We just can’t get enough of the Z06. While our resident Corvette is relatively new to the pages of Chevy High Performance, our first experience behind the wheel of this ride was during the 2005 Hot Rod Power Tour. Since then, we’ve gained a lot of valuable seat time at various cruises, including a number of autocross and drag racing sessions.
What did we learn? Foremost, the General really put together one outstanding package. And given the horsepower-to-weight ratio, it’s a tough combination to beatat least until now. Much like every vehicle we own, as we began to improve on the factory offerings, such as installing the LG Motorsports GT2 coilover suspension (Confidence Inspiring, Feb. ’10), we learned that we were able to apply the throttle much sooner through the turns, which incidentally also ignited our appetite for added power.
Rather than doing a cylinder head, camshaft, and manifold swap, we were heavily influenced by the latest C6 ZR1 powerplant. Resting on top of the LS9 is a four-lobe supercharger that generates gobs of power and is the envy of the supercar community. Once we learned that same technology was readily available, it only seemed fitting to install the same MagnaCharger MP 2300 TVS supercharger onto our LS6 mill.
If you aren’t familiar with the TVS 2300, let’s start by saying it’s a very capable blower that’s already proven to generate in excess of 900 hp. Similar to the earlier three-lobe design that feature lobes with a 60-degree helix shape, the TVS 2300 takes it to the next level by utilizing four lobes with a much more aggressive 160-degree twist of the rotors. As the rotors turn, it’s this spinning motion that speeds up the air and forces it through the intake side of the cylinder heads. We also dig that these superchargers have a reputation for being extremely efficient and have a tendency to generate an incredible amount of big-blocklike low-end torque as early as 2,000 rpm. What’s not to like about that?
To handle our install, we went directly to the source at Magnuson Products in Ventura, California, where the experienced crew was able to complete the install in a day. For those looking to handle the installation personally, you’ll definitely appreciate the detailed 52-page manual that will help you get the job done correctly the first time.

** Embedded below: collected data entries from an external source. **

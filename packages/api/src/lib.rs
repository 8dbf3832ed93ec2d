use axum::{routing::get, Router};
use tower_http::cors::{Any, CorsLayer};

pub mod error;
pub mod middleware;
pub mod routes;
pub mod state;

use state::AppState;

pub fn app(state: AppState) -> Router {
    let cors = CorsLayer::new()
        .allow_origin(Any)
        .allow_methods(Any)
        .allow_headers(Any);

    Router::new()
        .route("/health", get(routes::health::health_check))
        .merge(routes::games::routes())
        .merge(routes::messages::routes())
        .layer(cors)
        .with_state(state)
}
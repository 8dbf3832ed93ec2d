use std::sync::Arc;

use shared::repositories::game_repository::GameSessionRepository;
use shared::services::auth_service::AuthService;
use shared::services::websocket_service::WebSocketService;

#[derive(Clone)]
pub struct AppState {
    pub auth_service: Arc<AuthService>,
    pub game_sessions: Arc<dyn GameSessionRepository>,
    pub websocket_service: Arc<WebSocketService>,
}
#[derive(Debug, Clone, PartialEq, Eq)]
pub enum ChessServiceError {
    InvalidPosition(String),
    InvalidSquare(String),
    IllegalMove(String),
    GameOver(String),
}

impl std::fmt::Display for ChessServiceError {
    fn fmt(&self, f: &mut std::fmt::Formatter<'_>) -> std::fmt::Result {
        match self {
            ChessServiceError::InvalidPosition(msg) => write!(f, "Invalid position: {}", msg),
            ChessServiceError::InvalidSquare(square) => write!(f, "Invalid square: {}", square),
            ChessServiceError::IllegalMove(mv) => write!(f, "Illegal move: {}", mv),
            ChessServiceError::GameOver(msg) => write!(f, "Game over: {}", msg),
        }
    }
}

impl std::error::Error for ChessServiceError {}
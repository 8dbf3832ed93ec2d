pub mod broadcast_errors;
pub mod chat_repository_errors;
pub mod game_repository_errors;
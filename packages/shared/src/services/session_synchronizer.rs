use std::sync::Arc;
use tracing::{debug, error, info, warn};

use crate::{
    models::{
        channel_event::{BroadcastMessage, ChannelEvent},
        chat_message::ChatMessage,
        game_session::{GameOutcome, GameSession, GameSessionUpdate, GameStatus},
        move_record::{MoveRecord, PromotionPiece},
        participant::{Color, Participant},
    },
    repositories::{channel_repository::BroadcastChannel, game_repository::GameSessionRepository},
    services::{chess_service::GameState, errors::sync_errors::SyncError},
};

/// A pawn move waiting for the player to pick the promotion piece.
#[derive(Debug, Clone, PartialEq, Eq)]
pub struct PendingPromotion {
    pub from: String,
    pub to: String,
}

#[derive(Debug, Clone, PartialEq, Eq, Default)]
pub enum TurnPhase {
    #[default]
    Idle,
    PendingPromotion(PendingPromotion),
}

/// What happened to a locally made move or resignation beyond the local view.
#[derive(Debug, Clone, PartialEq)]
pub struct MoveReport {
    pub mv: Option<MoveRecord>,
    pub status: GameStatus,
    pub persisted: bool,
    pub published: bool,
}

#[derive(Debug, Clone, PartialEq)]
pub enum MoveOutcome {
    Applied(MoveReport),
    PromotionRequired,
}

/// Effect of an event received from the room channel on the local view.
#[derive(Debug, Clone, PartialEq)]
pub enum RemoteUpdate {
    MoveApplied { mv: MoveRecord, status: GameStatus },
    Resigned { winner: Color },
    OpponentJoined(Participant),
    RematchOffered { new_session_id: String },
    RematchAccepted { new_session_id: String },
    Chat(ChatMessage),
    SessionRefreshed,
    SessionClosed,
    Ignored,
}

/// Keeps one player's view of a game session in step with the store and the
/// opponent.
///
/// Local moves are validated against the local engine state, written to the
/// store conditioned on the last known version, then published to the room.
/// Moves received from the room are applied to the engine state only; the
/// opponent has already stored them.
pub struct SessionSynchronizer {
    store: Arc<dyn GameSessionRepository>,
    channel: Arc<dyn BroadcastChannel>,
    player_id: String,
    local_color: Color,
    session: GameSession,
    state: GameState,
    phase: TurnPhase,
    rematch_invite: Option<String>,
    rematch_offered: Option<String>,
}
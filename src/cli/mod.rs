//! Command-line interface.

pub mod commands;
pub mod output;
pub mod table;
pub mod types;

pub use types::{BannerCommands, CacheCommands, Cli, Commands, RoleArg};

use crate::domain::errors::{BannerError, ErrorKind};

/// Process exit code for a failed command.
pub fn exit_code(err: &anyhow::Error) -> i32 {
    match err.downcast_ref::<BannerError>().map(BannerError::kind) {
        Some(ErrorKind::NotFound) => 2,
        Some(ErrorKind::Conflict) => 3,
        Some(ErrorKind::Internal) | None => 1,
    }
}

/// Report `err` on stderr and exit with its code.
pub fn handle_error(err: anyhow::Error, json_mode: bool) -> ! {
    if json_mode {
        let kind = err
            .downcast_ref::<BannerError>()
            .map(|e| e.kind().to_string());
        let body = serde_json::json!({
            "success": false,
            "error": format!("{err:#}"),
            "kind": kind,
        });
        eprintln!("{}", serde_json::to_string_pretty(&body).unwrap_or_default());
    } else {
        eprintln!("Error: {err:#}");
    }
    std::process::exit(exit_code(&err));
}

If you’re on the edge debating whether or not the TVS 2300 is the ideal supercharger system for your C5 or C6; let’s just say all doubts will be put to rest the moment you throttle it.
To fit the MagnaCharger TVS system, you’ll have to swap out the factory hood for an aftermarket setup. Of the number of hood options, based on MagnaCharger’s recommendation we ordered Lingenfelter’s Supercharger Hood by Starcraft. These hoods were originally designed to accommodate MagnaCharger’s M112 system, but based on the housing specs, we knew it would be close and wanted to see how the hood would fit the TVS 2300. The good news is, the Linginfelter hood bolted right on with minimal effort, lining up perfectly against the factory body line. The only issue we ran into was at the rear of the cowl while at speed; the air would push the hood down just enough to slightly haze the rear pulleys. The quick and easy fix was to clearance the area with a high-speed rotary tool (e.g., Dremel), but we’ll get into finer details during our upcoming Paint & Body issue, where Best of Show Coachworks in San Marcos, California, applied the shine to our new hood.